BACKGROUND:
Because of cooperative or contractual arrangements between certain manufacturers and/or
distributors of an electronic product, it is not clear who is required to submit the
required reports for the product pursuant to *21 CFR 1002.1.* For example ABC Corporation
designed a laser product, tested prototypes, contracted the manufacture of the product to
XYZ Corporation, and supplied some but not all of the components for manufacture to XYZ.

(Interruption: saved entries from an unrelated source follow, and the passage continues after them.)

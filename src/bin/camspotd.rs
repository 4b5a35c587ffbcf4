//! camspotd - camera detection daemon
//!
//! This daemon:
//! 1. Captures frames from the configured camera (libcamera-vid or synthetic)
//! 2. Classifies frames on a throttled cadence
//! 3. Smooths predictions by majority vote over a trailing window
//! 4. Draws the status overlay on every frame
//! 5. Presents frames to a window (or a null sink when headless)

use std::path::PathBuf;
use std::sync::atomic::{AtomicBool, Ordering};
use std::sync::Arc;

use anyhow::{bail, Result};
use clap::Parser;

use camspot::classify::{load_labels, Classifier, StubClassifier};
use camspot::config::CamspotConfig;
use camspot::display::{DisplaySink, NullSink};
use camspot::ingest::{CameraSettings, FrameSource, LibcameraConfig, LibcameraSource, SyntheticSource};
use camspot::overlay::OverlayConfig;
use camspot::runner::{DetectionLoop, LoopConfig};

#[derive(Parser, Debug)]
#[command(name = "camspotd", version, about = "Camera detection daemon")]
struct Args {
    /// Path to a JSON config file.
    #[arg(long, env = "CAMSPOT_CONFIG")]
    config: Option<PathBuf>,

    /// Camera URL (stub://<name> for the synthetic source).
    #[arg(long, env = "CAMSPOT_SOURCE_URL")]
    source: Option<String>,

    /// Classifier backend: "stub" or "tract".
    #[arg(long, default_value = "stub")]
    backend: String,

    /// Run without a display window.
    #[arg(long)]
    headless: bool,
}

fn main() -> Result<()> {
    env_logger::Builder::from_env(env_logger::Env::default().default_filter_or("info")).init();

    let args = Args::parse();
    let config = CamspotConfig::load_from(args.config.as_deref())?;
    log::info!("camspotd {} starting", env!("CARGO_PKG_VERSION"));

    let url = args.source.unwrap_or_else(|| config.camera.url.clone());
    let settings = CameraSettings {
        width: config.camera.width,
        height: config.camera.height,
        fps: config.camera.fps,
    };
    let source: Box<dyn FrameSource> = if url.starts_with("stub://") {
        log::info!("using synthetic source for {}", url);
        Box::new(SyntheticSource::new(settings))
    } else {
        Box::new(LibcameraSource::new(LibcameraConfig {
            settings,
            ..LibcameraConfig::default()
        }))
    };

    let labels = match load_labels(&config.model.labels_path) {
        Ok(labels) => labels,
        Err(e) if args.backend == "stub" => {
            log::warn!(
                "labels unavailable ({}); falling back to built-in stub labels",
                e
            );
            Vec::new()
        }
        Err(e) => return Err(e),
    };

    let classifier: Box<dyn Classifier> = match args.backend.as_str() {
        "stub" => {
            if labels.is_empty() {
                Box::new(StubClassifier::with_default_labels())
            } else {
                Box::new(StubClassifier::new(labels))
            }
        }
        #[cfg(feature = "backend-tract")]
        "tract" => Box::new(camspot::classify::TractClassifier::new(
            &config.model.path,
            labels,
            config.camera.width,
            config.camera.height,
        )?),
        #[cfg(not(feature = "backend-tract"))]
        "tract" => bail!("tract backend requires building with --features backend-tract"),
        other => bail!("unknown backend: {}", other),
    };

    let sink: Box<dyn DisplaySink> = make_sink(&config, args.headless)?;

    let stop = Arc::new(AtomicBool::new(false));
    let stop_handler = stop.clone();
    ctrlc::set_handler(move || {
        log::info!("shutdown signal received");
        stop_handler.store(true, Ordering::SeqCst);
    })?;

    let loop_config = LoopConfig {
        detection_interval: config.detection.interval,
        smoothing_window: config.detection.smoothing_window,
        history_capacity: config.detection.history_capacity,
        idle_poll: config.detection.idle_poll,
        snapshot_dir: config.snapshot_dir.clone(),
    };
    let overlay_config = OverlayConfig {
        confidence_threshold: config.overlay.confidence_threshold,
        band_high: config.overlay.band_high,
        band_medium: config.overlay.band_medium,
    };

    let mut detection_loop =
        DetectionLoop::new(loop_config, overlay_config, source, classifier, sink, stop);
    match detection_loop.run() {
        Ok(stats) => {
            log::info!(
                "clean shutdown after {} frames ({} inferences)",
                stats.frames_rendered,
                stats.inferences
            );
            Ok(())
        }
        Err(e) => {
            log::error!("pipeline failed in {}: {}", e.collaborator(), e);
            Err(e.into())
        }
    }
}

#[cfg(feature = "display-minifb")]
fn make_sink(config: &CamspotConfig, headless: bool) -> Result<Box<dyn DisplaySink>> {
    if headless {
        return Ok(Box::new(NullSink::new()));
    }
    let sink =
        camspot::display::MinifbSink::open("camspot", config.camera.width, config.camera.height)?;
    Ok(Box::new(sink))
}

#[cfg(not(feature = "display-minifb"))]
fn make_sink(_config: &CamspotConfig, headless: bool) -> Result<Box<dyn DisplaySink>> {
    if !headless {
        log::warn!("built without display-minifb; running headless");
    }
    Ok(Box::new(NullSink::new()))
}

XYZ then shipped all finished units to ABC which in turn only distributes through another
company. Which company is responsible for maintaining records and filing reports?
POLICY:
ABC, as the firm which owns the design and lets the manufacturing contract is
responsible for maintaining the records and submitting reports to the *Center for Devices
and Radiological Health.* It could, however, through arrangements with XYZ, designate XYZ
to develop certain records and reports related to XYZ's share of the manufacture and
quality control of the product. If certain of the information required in the records and
reports is *unique* within the experience of XYZ Corporation, XYZ will have to provide
this information to ABC Corporation in order for a report filed by ABC to be complete. ABC
still maintains responsibility for submitting the reports to FDA.
*Material between asterisks is new or revised*
Issued: 10/1/80
Revised: 3/95